An additional layer of protection for online accounts is two-factor authentication. It enables users to set up an additional step — using a code or a security key — in place of just logging in with a password.
Internet security professionals have criticised Twitter’s most recent decision to stop requiring SMS-based verification for a significant portion of its users and have demanded regulatory review of the action.
It appears incongruous for Twitter, which is run by Elon Musk, to claim that SMS-based two-factor authentication is being abandoned. The business claimed in a blog post that “bad actors can utilise – and misuse – phone-number based 2FA.” Nevertheless, it also stated that only users of Twitter Blue, which costs about Rs 900 per month in India, will be able to access the safety function.
It is puzzling why Twitter would grant access to a security feature that the firm claims is misused by bad actors to a subset of its users who pay a monthly price for effectively purchasing a verification mark.
In fact, according to Twitter’s own data, SMS-based authentication is the most often used method of account security, probably due to its practicality. Around 2.6% of active Twitter users had two-factor authentication activated, with more than 74% choosing SMS-based verification, according to the company’s most recent transparency report.

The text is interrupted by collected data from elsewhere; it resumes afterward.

//! Certificate records – the business data that gets rendered.
//!
//! Every field is an opaque display string. Dates come in two calendars and
//! are never parsed; the renderer draws whatever the staff typed.

use std::fmt;
use std::str::FromStr;

use serde::{Deserialize, Serialize};

use crate::error::RecordError;

/// Municipality that issues the certificate. Each one carries the logo asset
/// drawn in the top corner of the template.
#[derive(Debug, Clone, Copy, PartialEq, Eq, Hash)]
pub enum Authority {
    Riyadh,
    Jeddah,
    Makkah,
    Madinah,
    Taif,
    Najran,
    Asir,
}

impl Authority {
    pub const ALL: [Authority; 7] = [
        Authority::Riyadh,
        Authority::Jeddah,
        Authority::Makkah,
        Authority::Madinah,
        Authority::Taif,
        Authority::Najran,
        Authority::Asir,
    ];

    /// Display name as stored in the `typeser` column.
    pub fn name(self) -> &'static str {
        match self {
            Authority::Riyadh => "أمانة منطقة الرياض",
            Authority::Jeddah => "أمانة محافظة جدة",
            Authority::Makkah => "أمانة العاصمة المقدسة",
            Authority::Madinah => "أمانة منطقة المدينة المنورة",
            Authority::Taif => "أمانة محافظة الطائف",
            Authority::Najran => "أمانة محافظة نجران",
            Authority::Asir => "أمانة منطقة عسير",
        }
    }

    /// Logo file name under the public `images/` directory.
    pub fn logo(self) -> &'static str {
        match self {
            Authority::Riyadh => "riyadh.jpg",
            Authority::Jeddah => "jeddah.jpg",
            Authority::Makkah => "makah.jpg",
            Authority::Madinah => "madinah.png",
            Authority::Taif => "Taif.jpg",
            Authority::Najran => "Najran.jpg",
            Authority::Asir => "assir.jpg",
        }
    }

    pub fn from_name(name: &str) -> Result<Self, RecordError> {
        let name = name.trim();
        Self::ALL
            .into_iter()
            .find(|a| a.name() == name)
            .ok_or_else(|| RecordError::UnknownAuthority(name.to_string()))
    }
}

impl FromStr for Authority {
    type Err = RecordError;

    fn from_str(s: &str) -> Result<Self, Self::Err> {
        Self::from_name(s)
    }
}

impl fmt::Display for Authority {
    fn fmt(&self, f: &mut fmt::Formatter<'_>) -> fmt::Result {
        f.write_str(self.name())
    }
}

/// One certificate row. Field names match the store's column names.
#[derive(Debug, Clone, Default, PartialEq, Serialize, Deserialize)]
pub struct CertificateRecord {
    pub id: String,
    /// Issuing authority name.
    #[serde(default)]
    pub typeser: String,
    /// Logo file derived from `typeser`.
    #[serde(default)]
    pub thelogo: String,
    #[serde(default)]
    pub name: String,
    #[serde(default)]
    pub id_number: String,
    #[serde(default)]
    pub nationality: String,
    #[serde(default)]
    pub profession: String,
    #[serde(default)]
    pub gender: String,
    #[serde(default)]
    pub certificate_number: String,
    #[serde(default)]
    pub issue_date: String,
    #[serde(default)]
    pub expiry_date: String,
    #[serde(default)]
    pub issue_date_gregorian: String,
    #[serde(default)]
    pub expiry_date_gregorian: String,
    #[serde(default)]
    pub program_type: String,
    #[serde(default)]
    pub program_end_date: String,
    #[serde(default)]
    pub facility_name: String,
    #[serde(default)]
    pub facility_number: String,
    #[serde(default)]
    pub license_number: String,
    #[serde(default)]
    pub municipality: String,
    #[serde(default)]
    pub photo_url: Option<String>,
    #[serde(default)]
    pub qr_code_url: Option<String>,
    #[serde(default, skip_serializing_if = "Option::is_none")]
    pub created_at: Option<String>,
    #[serde(default, skip_serializing_if = "Option::is_none")]
    pub updated_at: Option<String>,
}

impl CertificateRecord {
    /// A blank record with a fresh id, issued by `authority`.
    pub fn new(authority: Authority) -> Self {
        let mut record = Self {
            id: uuid::Uuid::new_v4().to_string(),
            ..Self::default()
        };
        record.set_authority(authority);
        record
    }

    /// Set the issuing authority and its derived logo together.
    pub fn set_authority(&mut self, authority: Authority) {
        self.typeser = authority.name().to_string();
        self.thelogo = authority.logo().to_string();
    }

    /// The issuing authority, when the record names one.
    pub fn authority(&self) -> Option<Result<Authority, RecordError>> {
        if self.typeser.trim().is_empty() {
            None
        } else {
            Some(Authority::from_name(&self.typeser))
        }
    }

    /// Boundary validation for records entering the core.
    pub fn check(&self) -> Result<(), RecordError> {
        if self.id.trim().is_empty() {
            return Err(RecordError::MissingId);
        }
        if let Some(authority) = self.authority() {
            let authority = authority?;
            if self.thelogo != authority.logo() {
                return Err(RecordError::InconsistentLogo {
                    expected: authority.logo().to_string(),
                    found: self.thelogo.clone(),
                });
            }
        }
        Ok(())
    }

    /// Validation for records written to the store. Unlike [`check`](Self::check)
    /// the authority is mandatory, so the logo can never drift from it.
    pub fn check_issued(&self) -> Result<(), RecordError> {
        if self.authority().is_none() {
            return Err(RecordError::MissingAuthority);
        }
        self.check()
    }

    /// Parse and validate a record from JSON.
    pub fn from_json(json: &str) -> Result<Self, RecordError> {
        let record: Self = serde_json::from_str(json)?;
        record.check()?;
        Ok(record)
    }

    pub fn to_json(&self) -> String {
        serde_json::to_string_pretty(self).unwrap_or_default()
    }

    /// Value of one of the drawn text fields.
    pub fn text(&self, field: TextField) -> &str {
        match field {
            TextField::Name => &self.name,
            TextField::IdNumber => &self.id_number,
            TextField::CertificateNumber => &self.certificate_number,
            TextField::IssueDate => &self.issue_date,
            TextField::ProgramType => &self.program_type,
            TextField::Nationality => &self.nationality,
            TextField::Profession => &self.profession,
            TextField::ExpiryDate => &self.expiry_date,
            TextField::ProgramEndDate => &self.program_end_date,
        }
    }

    /// Storage object name hint for the profile photo.
    pub fn photo_object_hint(&self) -> String {
        format!("photo_{}", self.id)
    }

    /// Storage object name hint for the verification QR code.
    pub fn qr_object_hint(&self) -> String {
        format!("qrcode_{}", self.id)
    }

    /// File name offered for the rendered PDF: `<name>.pdf`, or
    /// `certificate.pdf` when the name is blank.
    pub fn output_file_name(&self) -> String {
        let stem: String = self
            .name
            .trim()
            .chars()
            .map(|c| match c {
                '/' | '\\' | '\0' => '_',
                c => c,
            })
            .collect();
        if stem.is_empty() {
            "certificate.pdf".to_string()
        } else {
            format!("{stem}.pdf")
        }
    }
}

/// The record fields drawn as text on the certificate.
#[derive(Debug, Clone, Copy, PartialEq, Eq, Hash, Serialize, Deserialize)]
#[serde(rename_all = "snake_case")]
pub enum TextField {
    Name,
    IdNumber,
    CertificateNumber,
    IssueDate,
    ProgramType,
    Nationality,
    Profession,
    ExpiryDate,
    ProgramEndDate,
}

/// Partial update of a record. `id` and `qr_code_url` are not updatable.
#[derive(Debug, Clone, Default, PartialEq, Serialize, Deserialize)]
pub struct RecordPatch {
    #[serde(default, skip_serializing_if = "Option::is_none")]
    pub typeser: Option<String>,
    #[serde(default, skip_serializing_if = "Option::is_none")]
    pub thelogo: Option<String>,
    #[serde(default, skip_serializing_if = "Option::is_none")]
    pub name: Option<String>,
    #[serde(default, skip_serializing_if = "Option::is_none")]
    pub id_number: Option<String>,
    #[serde(default, skip_serializing_if = "Option::is_none")]
    pub nationality: Option<String>,
    #[serde(default, skip_serializing_if = "Option::is_none")]
    pub profession: Option<String>,
    #[serde(default, skip_serializing_if = "Option::is_none")]
    pub gender: Option<String>,
    #[serde(default, skip_serializing_if = "Option::is_none")]
    pub certificate_number: Option<String>,
    #[serde(default, skip_serializing_if = "Option::is_none")]
    pub issue_date: Option<String>,
    #[serde(default, skip_serializing_if = "Option::is_none")]
    pub expiry_date: Option<String>,
    #[serde(default, skip_serializing_if = "Option::is_none")]
    pub issue_date_gregorian: Option<String>,
    #[serde(default, skip_serializing_if = "Option::is_none")]
    pub expiry_date_gregorian: Option<String>,
    #[serde(default, skip_serializing_if = "Option::is_none")]
    pub program_type: Option<String>,
    #[serde(default, skip_serializing_if = "Option::is_none")]
    pub program_end_date: Option<String>,
    #[serde(default, skip_serializing_if = "Option::is_none")]
    pub facility_name: Option<String>,
    #[serde(default, skip_serializing_if = "Option::is_none")]
    pub facility_number: Option<String>,
    #[serde(default, skip_serializing_if = "Option::is_none")]
    pub license_number: Option<String>,
    #[serde(default, skip_serializing_if = "Option::is_none")]
    pub municipality: Option<String>,
    #[serde(default, skip_serializing_if = "Option::is_none")]
    pub photo_url: Option<String>,
}

impl RecordPatch {
    /// Patch that switches the issuing authority (and its logo).
    pub fn authority(authority: Authority) -> Self {
        Self {
            typeser: Some(authority.name().to_string()),
            thelogo: Some(authority.logo().to_string()),
            ..Self::default()
        }
    }

    /// Copy every present field onto `record`.
    pub fn apply(&self, record: &mut CertificateRecord) {
        fn set(dst: &mut String, src: &Option<String>) {
            if let Some(v) = src {
                dst.clone_from(v);
            }
        }
        set(&mut record.typeser, &self.typeser);
        set(&mut record.thelogo, &self.thelogo);
        set(&mut record.name, &self.name);
        set(&mut record.id_number, &self.id_number);
        set(&mut record.nationality, &self.nationality);
        set(&mut record.profession, &self.profession);
        set(&mut record.gender, &self.gender);
        set(&mut record.certificate_number, &self.certificate_number);
        set(&mut record.issue_date, &self.issue_date);
        set(&mut record.expiry_date, &self.expiry_date);
        set(&mut record.issue_date_gregorian, &self.issue_date_gregorian);
        set(&mut record.expiry_date_gregorian, &self.expiry_date_gregorian);
        set(&mut record.program_type, &self.program_type);
        set(&mut record.program_end_date, &self.program_end_date);
        set(&mut record.facility_name, &self.facility_name);
        set(&mut record.facility_number, &self.facility_number);
        set(&mut record.license_number, &self.license_number);
        set(&mut record.municipality, &self.municipality);
        if let Some(url) = &self.photo_url {
            record.photo_url = Some(url.clone());
        }
    }
}
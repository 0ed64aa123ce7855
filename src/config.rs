//! Application configuration, read once from the environment (and `.env`).

use std::path::PathBuf;

use crate::assets::DirAssets;
use crate::error::StoreError;
use crate::store::LocalStore;

pub const PUBLIC_DIR_VAR: &str = "CERTFORGE_PUBLIC_DIR";
pub const STORE_DIR_VAR: &str = "CERTFORGE_STORE_DIR";
pub const VERIFY_ORIGIN_VAR: &str = "CERTFORGE_VERIFY_ORIGIN";

/// Where the record store lives.
#[derive(Debug, Clone, PartialEq)]
pub struct StoreConfig {
    pub root: PathBuf,
}

#[derive(Debug, Clone, PartialEq)]
pub struct AppConfig {
    /// Root of the public assets (`templates/`, `fonts/`, `images/`).
    pub public_dir: PathBuf,
    /// `None` when no store is configured; commands that need one fail
    /// with "store unavailable".
    pub store: Option<StoreConfig>,
    /// Origin used to build verification URLs for QR codes.
    pub verify_origin: String,
}

impl AppConfig {
    pub fn from_env() -> Self {
        dotenvy::dotenv().ok();
        Self::from_lookup(|key| std::env::var(key).ok())
    }

    /// Build from an arbitrary variable lookup. Empty values count as unset.
    pub fn from_lookup(lookup: impl Fn(&str) -> Option<String>) -> Self {
        let get = |key: &str| lookup(key).map(|v| v.trim().to_string()).filter(|v| !v.is_empty());

        Self {
            public_dir: PathBuf::from(get(PUBLIC_DIR_VAR).unwrap_or_else(|| "public".to_string())),
            store: get(STORE_DIR_VAR).map(|root| StoreConfig { root: root.into() }),
            verify_origin: get(VERIFY_ORIGIN_VAR)
                .unwrap_or_else(|| "http://localhost:3000".to_string()),
        }
    }

    /// Open the configured store, if any.
    pub fn open_store(&self) -> Result<Option<LocalStore>, StoreError> {
        self.store
            .as_ref()
            .map(|cfg| LocalStore::open(&cfg.root))
            .transpose()
    }

    /// Public assets, with the store's objects mounted at its URL prefix.
    pub fn assets(&self, store: Option<&LocalStore>) -> DirAssets {
        let assets = DirAssets::new(&self.public_dir);
        match store {
            Some(store) => assets.with_mount(store.public_prefix(), store.objects_dir()),
            None => assets,
        }
    }
}

#[cfg(test)]
mod tests {
    use super::*;
    use std::collections::HashMap;

    fn lookup(vars: &[(&str, &str)]) -> impl Fn(&str) -> Option<String> {
        let map: HashMap<String, String> = vars
            .iter()
            .map(|(k, v)| (k.to_string(), v.to_string()))
            .collect();
        move |k| map.get(k).cloned()
    }

    #[test]
    fn defaults_without_store() {
        let cfg = AppConfig::from_lookup(lookup(&[]));
        assert_eq!(cfg.public_dir, PathBuf::from("public"));
        assert_eq!(cfg.store, None);
        assert_eq!(cfg.verify_origin, "http://localhost:3000");
    }

    #[test]
    fn blank_store_dir_is_none() {
        let cfg = AppConfig::from_lookup(lookup(&[(STORE_DIR_VAR, "  ")]));
        assert!(cfg.store.is_none());
        assert!(cfg.open_store().unwrap().is_none());
    }

    #[test]
    fn store_dir_is_opened() {
        let dir = tempfile::tempdir().unwrap();
        let root = dir.path().join("data");
        let cfg = AppConfig::from_lookup(lookup(&[
            (STORE_DIR_VAR, root.to_str().unwrap()),
            (VERIFY_ORIGIN_VAR, "https://certs.example"),
        ]));
        let store = cfg.open_store().unwrap().unwrap();
        assert!(store.objects_dir().exists());
        assert_eq!(cfg.verify_origin, "https://certs.example");
    }
}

Musk, who sacked about half of the staff at the company he acquired in October of last year, also suggested that the action might be yet another attempt at cost-cutting. In response to a user’s tweet regarding the new policy, the author stated that “Telcos Using Bot Accounts to Pump 2FA (two-factor authentication) SMS” and that the business was losing $60 million (approximately Rs. 490 crore) year “on scam SMS.”
Experts have urged for regulatory intervention, including Congressional hearings in the US, and have dubbed Twitter’s move “blackmail” and “stupid.”
Twitter’s action, according to John Scott-Railton, a senior researcher at the University of Toronto-based think tank Citizen Lab, will “hand hackers a major gift.” “As hackers search through password dumps, expect waves of takeovers… Users are not made more secure by unilaterally reducing their security and then expecting them to perform better. Security is increased gradually. Twitter definitely merits regulatory & Congressional investigation if they move forward with this, he continued.
According to Eva Galperin, head of cybersecurity at the Electronic Frontier Foundation, the action may encourage users to completely disable two-factor authentication. “It kills me that this is so stupid. Certainly, switching to an authentication app or a security key for your 2FA is the best course of action in this situation, but most people, in her opinion, will just turn off 2FA, she wrote in a tweet.